▶

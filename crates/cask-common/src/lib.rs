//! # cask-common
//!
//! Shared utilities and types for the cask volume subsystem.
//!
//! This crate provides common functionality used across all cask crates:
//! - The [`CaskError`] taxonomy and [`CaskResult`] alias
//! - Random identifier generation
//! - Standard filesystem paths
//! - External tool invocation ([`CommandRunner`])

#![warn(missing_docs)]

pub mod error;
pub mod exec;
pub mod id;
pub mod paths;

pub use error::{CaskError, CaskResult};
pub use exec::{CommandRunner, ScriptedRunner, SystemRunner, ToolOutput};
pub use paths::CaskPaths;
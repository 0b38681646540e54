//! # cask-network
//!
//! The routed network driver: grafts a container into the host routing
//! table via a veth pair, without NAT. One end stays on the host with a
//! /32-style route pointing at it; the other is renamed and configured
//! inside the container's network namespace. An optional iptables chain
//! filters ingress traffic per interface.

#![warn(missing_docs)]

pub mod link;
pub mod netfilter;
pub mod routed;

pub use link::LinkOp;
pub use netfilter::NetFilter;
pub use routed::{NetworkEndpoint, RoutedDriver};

◀

## What is required
Looking at the data above, count the lines that contain the string "common" and give only the count.

## Response box
3